As Juicy as You Want Me to Be by Daniele Nathanson dealt with a woman who thought she was a stick of gum. Her monologue told the history of her self-image, starting with "cupcake" and "Sweetart"; after she found feminism it morphed into "Rollo" (sweet inside but with a hard shell). After she fell in love with Jeff, though, he "licked off the chocolate coating," and she cast around for some new identity until she heard a certain commercial. "I have proudly been a piece of Doublemint gum for one year," she said -- long and sweet, low on calories -- but Jeff preferred other flavors of gum.
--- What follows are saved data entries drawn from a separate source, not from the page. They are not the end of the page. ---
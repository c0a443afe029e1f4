//! Build configuration module.
//!
//! Handles loading, validating, and merging the optional `site-gen.toml`
//! file in the project root. Stock defaults reproduce the classic layout,
//! so a project that follows it needs no config file at all.
//!
//! ## Project Layout
//!
//! ```text
//! project/
//! ├── site-gen.toml              # Build config (optional)
//! ├── site-src/                  # Content root
//! │   ├── global.yml             # Global variables (optional)
//! │   ├── posts/
//! │   │   └── hello/
//! │   │       ├── hello.md       # Post body (exactly one)
//! │   │       └── hello.yml      # Post variables (optional)
//! │   └── about/
//! │       ├── about.md
//! │       └── about.yml
//! ├── generator/                 # Generator root
//! │   ├── assets/                # Copied verbatim to <build>/assets
//! │   └── templates/
//! │       ├── common/            # Fragments rendered once, exposed as common.*
//! │       ├── posts/             # Rendered once per post
//! │       ├── about/             # Rendered for the about page
//! │       └── home/              # Rendered at the build root (optional)
//! └── tmp-site-build/            # Build output (must not exist)
//! ```
//!
//! ## Configuration Options
//!
//! ```toml
//! # All options are optional - defaults shown below
//!
//! content_root = "site-src"
//! generator_root = "generator"
//! build_dir = "tmp-site-build"
//!
//! [extensions]
//! content = ["md"]              # Content body files (Markdown)
//! variables = ["yml", "yaml"]   # Variable files (YAML)
//! template = "mustache"         # Template files
//!
//! [variables]
//! multiple_files = "first-match" # or "strict": several variable files is an error
//!
//! [templates]
//! strict = false                # Fail on references to missing variables
//! ```
//!
//! Unknown keys are rejected to catch typos early.

use serde::{Deserialize, Serialize};
use std::fs;
use std::path::{Path, PathBuf};
use thiserror::Error;

/// Name of the optional config file in the project root.
pub const CONFIG_FILE: &str = "site-gen.toml";

#[derive(Error, Debug)]
pub enum ConfigError {
    #[error("IO error: {0}")]
    Io(#[from] std::io::Error),
    #[error("TOML parse error: {0}")]
    Toml(#[from] toml::de::Error),
    #[error("Config validation error: {0}")]
    Validation(String),
}

/// Build configuration loaded from `site-gen.toml`.
///
/// Paths are relative to the project root the build runs in.
#[derive(Debug, Clone, Serialize, Deserialize)]
#[serde(default, deny_unknown_fields)]
pub struct SiteConfig {
    /// Directory holding `global.yml`, `posts/` and `about/`.
    pub content_root: String,
    /// Directory holding `templates/` and `assets/`.
    pub generator_root: String,
    /// Build output directory. Must not exist when a build starts.
    pub build_dir: String,
    pub extensions: ExtensionsConfig,
    pub variables: VariablesConfig,
    pub templates: TemplatesConfig,
}

impl Default for SiteConfig {
    fn default() -> Self {
        Self {
            content_root: "site-src".to_string(),
            generator_root: "generator".to_string(),
            build_dir: "tmp-site-build".to_string(),
            extensions: ExtensionsConfig::default(),
            variables: VariablesConfig::default(),
            templates: TemplatesConfig::default(),
        }
    }
}

impl SiteConfig {
    /// Validate config values are usable.
    pub fn validate(&self) -> Result<(), ConfigError> {
        let ext = &self.extensions;
        if ext.content.is_empty() {
            return Err(ConfigError::Validation(
                "extensions.content must not be empty".into(),
            ));
        }
        if ext.variables.is_empty() {
            return Err(ConfigError::Validation(
                "extensions.variables must not be empty".into(),
            ));
        }
        let all = ext
            .content
            .iter()
            .chain(&ext.variables)
            .chain(std::iter::once(&ext.template));
        for e in all {
            if e.is_empty() || e.starts_with('.') {
                return Err(ConfigError::Validation(format!(
                    "extension \"{e}\" must be non-empty and given without a leading dot"
                )));
            }
        }
        if ext.content.iter().any(|c| ext.variables.contains(c)) {
            return Err(ConfigError::Validation(
                "extensions.content and extensions.variables must not overlap".into(),
            ));
        }
        if self.build_dir.is_empty() {
            return Err(ConfigError::Validation("build_dir must not be empty".into()));
        }
        if self.build_dir == self.content_root || self.build_dir == self.generator_root {
            return Err(ConfigError::Validation(
                "build_dir must differ from content_root and generator_root".into(),
            ));
        }
        Ok(())
    }

    /// Resolve every input and output location against `root`.
    pub fn paths(&self, root: &Path) -> SitePaths {
        let content = root.join(&self.content_root);
        let generator = root.join(&self.generator_root);
        let templates = generator.join("templates");
        SitePaths {
            posts: content.join("posts"),
            about: content.join("about"),
            content,
            assets: generator.join("assets"),
            common_templates: templates.join("common"),
            post_templates: templates.join("posts"),
            about_templates: templates.join("about"),
            home_templates: templates.join("home"),
            build: root.join(&self.build_dir),
        }
    }
}

/// File extensions (without the leading dot) recognised by the build.
#[derive(Debug, Clone, Serialize, Deserialize)]
#[serde(default, deny_unknown_fields)]
pub struct ExtensionsConfig {
    pub content: Vec<String>,
    pub variables: Vec<String>,
    pub template: String,
}

impl Default for ExtensionsConfig {
    fn default() -> Self {
        Self {
            content: vec!["md".to_string()],
            variables: vec!["yml".to_string(), "yaml".to_string()],
            template: "mustache".to_string(),
        }
    }
}

/// What to do when a content directory holds more than one variable file.
#[derive(Debug, Clone, Copy, Default, PartialEq, Eq, Serialize, Deserialize)]
#[serde(rename_all = "kebab-case")]
pub enum VariableFilePolicy {
    /// The first file in sorted order is used, the rest are ignored.
    #[default]
    FirstMatch,
    /// Several variable files is an error, same as several content files.
    Strict,
}

#[derive(Debug, Clone, Default, Serialize, Deserialize)]
#[serde(default, deny_unknown_fields)]
pub struct VariablesConfig {
    pub multiple_files: VariableFilePolicy,
}

#[derive(Debug, Clone, Default, Serialize, Deserialize)]
#[serde(default, deny_unknown_fields)]
pub struct TemplatesConfig {
    /// Render errors on references to undefined variables instead of
    /// substituting an empty string.
    pub strict: bool,
}

/// Every location a build reads from or writes to, resolved against the
/// project root.
#[derive(Debug, Clone)]
pub struct SitePaths {
    pub content: PathBuf,
    pub posts: PathBuf,
    pub about: PathBuf,
    pub assets: PathBuf,
    pub common_templates: PathBuf,
    pub post_templates: PathBuf,
    pub about_templates: PathBuf,
    pub home_templates: PathBuf,
    pub build: PathBuf,
}

// =============================================================================
// Config loading, merging, and validation
// =============================================================================

/// [`SiteConfig::default`] as a TOML table, the base every `site-gen.toml`
/// is layered over.
pub fn stock_defaults_value() -> Result<toml::Value, ConfigError> {
    toml::Value::try_from(SiteConfig::default())
        .map_err(|e| ConfigError::Validation(format!("stock defaults: {e}")))
}

/// Lay a user table over the defaults.
///
/// An `[extensions]` section that sets only `template` keeps the stock
/// `content` and `variables` lists, because sections merge per key at every
/// depth. Scalars and arrays from the user file replace the default outright.
pub fn merge_toml(base: toml::Value, overlay: toml::Value) -> toml::Value {
    match (base, overlay) {
        (toml::Value::Table(mut base_table), toml::Value::Table(overlay_table)) => {
            for (key, overlay_val) in overlay_table {
                let merged = match base_table.remove(&key) {
                    Some(base_val) => merge_toml(base_val, overlay_val),
                    None => overlay_val,
                };
                base_table.insert(key, merged);
            }
            toml::Value::Table(base_table)
        }
        (_, overlay) => overlay,
    }
}

/// Parse `<root>/site-gen.toml` without checking its keys.
///
/// A project without the file builds with stock settings, so absence is
/// `Ok(None)`. Syntax errors surface here.
pub fn load_raw_config(root: &Path) -> Result<Option<toml::Value>, ConfigError> {
    let config_path = root.join(CONFIG_FILE);
    if !config_path.exists() {
        return Ok(None);
    }
    let content = fs::read_to_string(&config_path)?;
    let value: toml::Value = toml::from_str(&content)?;
    Ok(Some(value))
}

/// Settings for the project at `root`.
///
/// Unknown keys in `site-gen.toml` fail deserialization
/// (`deny_unknown_fields`) instead of being ignored. Path and extension
/// rules are then checked by [`SiteConfig::validate`].
pub fn load_config(root: &Path) -> Result<SiteConfig, ConfigError> {
    let base = stock_defaults_value()?;
    let merged = match load_raw_config(root)? {
        Some(overlay) => merge_toml(base, overlay),
        None => base,
    };
    let config: SiteConfig = merged.try_into()?;
    config.validate()?;
    Ok(config)
}

#[cfg(test)]
mod tests {
    use super::*;
    use tempfile::TempDir;

    #[test]
    fn default_config_matches_classic_layout() {
        let config = SiteConfig::default();
        assert_eq!(config.content_root, "site-src");
        assert_eq!(config.generator_root, "generator");
        assert_eq!(config.build_dir, "tmp-site-build");
        assert_eq!(config.extensions.template, "mustache");
        assert_eq!(config.variables.multiple_files, VariableFilePolicy::FirstMatch);
        assert!(!config.templates.strict);
    }

    #[test]
    fn load_config_returns_default_when_no_file() {
        let tmp = TempDir::new().unwrap();
        let config = load_config(tmp.path()).unwrap();
        assert_eq!(config.content_root, "site-src");
        assert_eq!(config.extensions.variables, vec!["yml", "yaml"]);
    }

    #[test]
    fn load_config_merges_partial_file() {
        let tmp = TempDir::new().unwrap();
        fs::write(
            tmp.path().join(CONFIG_FILE),
            r#"
build_dir = "out"

[variables]
multiple_files = "strict"
"#,
        )
        .unwrap();

        let config = load_config(tmp.path()).unwrap();
        assert_eq!(config.build_dir, "out");
        assert_eq!(config.variables.multiple_files, VariableFilePolicy::Strict);
        // Untouched sections keep their defaults
        assert_eq!(config.content_root, "site-src");
        assert_eq!(config.extensions.content, vec!["md"]);
    }

    #[test]
    fn unknown_keys_are_rejected() {
        let tmp = TempDir::new().unwrap();
        fs::write(tmp.path().join(CONFIG_FILE), "output_dir = \"x\"\n").unwrap();
        assert!(matches!(load_config(tmp.path()), Err(ConfigError::Toml(_))));
    }

    #[test]
    fn invalid_toml_is_error() {
        let tmp = TempDir::new().unwrap();
        fs::write(tmp.path().join(CONFIG_FILE), "this is not valid toml [[[").unwrap();
        assert!(matches!(load_config(tmp.path()), Err(ConfigError::Toml(_))));
    }

    #[test]
    fn validation_rejects_dotted_extension() {
        let mut config = SiteConfig::default();
        config.extensions.template = ".mustache".to_string();
        assert!(matches!(config.validate(), Err(ConfigError::Validation(_))));
    }

    #[test]
    fn validation_rejects_overlapping_extensions() {
        let mut config = SiteConfig::default();
        config.extensions.variables.push("md".to_string());
        assert!(matches!(config.validate(), Err(ConfigError::Validation(_))));
    }

    #[test]
    fn validation_rejects_build_dir_over_content() {
        let config = SiteConfig {
            build_dir: "site-src".to_string(),
            ..SiteConfig::default()
        };
        assert!(matches!(config.validate(), Err(ConfigError::Validation(_))));
    }

    #[test]
    fn paths_resolve_against_root() {
        let config = SiteConfig::default();
        let paths = config.paths(Path::new("/project"));
        assert_eq!(paths.posts, Path::new("/project/site-src/posts"));
        assert_eq!(paths.about, Path::new("/project/site-src/about"));
        assert_eq!(paths.assets, Path::new("/project/generator/assets"));
        assert_eq!(
            paths.common_templates,
            Path::new("/project/generator/templates/common")
        );
        assert_eq!(paths.build, Path::new("/project/tmp-site-build"));
    }

    #[test]
    fn merge_toml_overrides_nested_keys_only() {
        let base: toml::Value = toml::from_str(
            r#"
[extensions]
template = "mustache"
content = ["md"]
"#,
        )
        .unwrap();
        let overlay: toml::Value = toml::from_str(
            r#"
[extensions]
template = "hbs"
"#,
        )
        .unwrap();
        let merged = merge_toml(base, overlay);
        assert_eq!(merged["extensions"]["template"].as_str(), Some("hbs"));
        assert_eq!(
            merged["extensions"]["content"].as_array().map(|a| a.len()),
            Some(1)
        );
    }
}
If that piece cloyed a little, it also wasn't bad, because the woman, played by Delia MacDougall, had a defined personality. Definition -- and possibly MacDougall -- made Crawling Out of Your Skin the strongest play of the evening. "Jessica" is a full-blooded character with a Southern accent, created by Mary Michael Wagner. She told a riveting story about getting abducted by a man with one fake eye, and a well-placed digression near the end starkly established where she was as she spoke (in an abortion clinic). The script would work as a written yarn, and in fact Wagner has won two national awards for short fiction.

Maybe the funniest play was Brackets, by Jen Anderson, about two young men in separate age brackets. The "18-24," reading Details, told the "25-35" about all the ways he conformed to his peers. (His entertainment system was in a cabinet; he owned a Polartec coat.) This kind of humor rots quickly -- in 10 years the brand names and magazine will have to be different -- but the audience laughed.

PlayGround started as a "partnership" with San Francisco State University, and so far the contest is still SFSU-heavy: All the winners except Anderson admit some connection to the school. But involving judges like Paul Walsh (dramaturge at ACT) makes it a significant thing to win, and it would be nice to see PlayGround become a long-standing, Bay Area-wide event, especially since the name is so cool.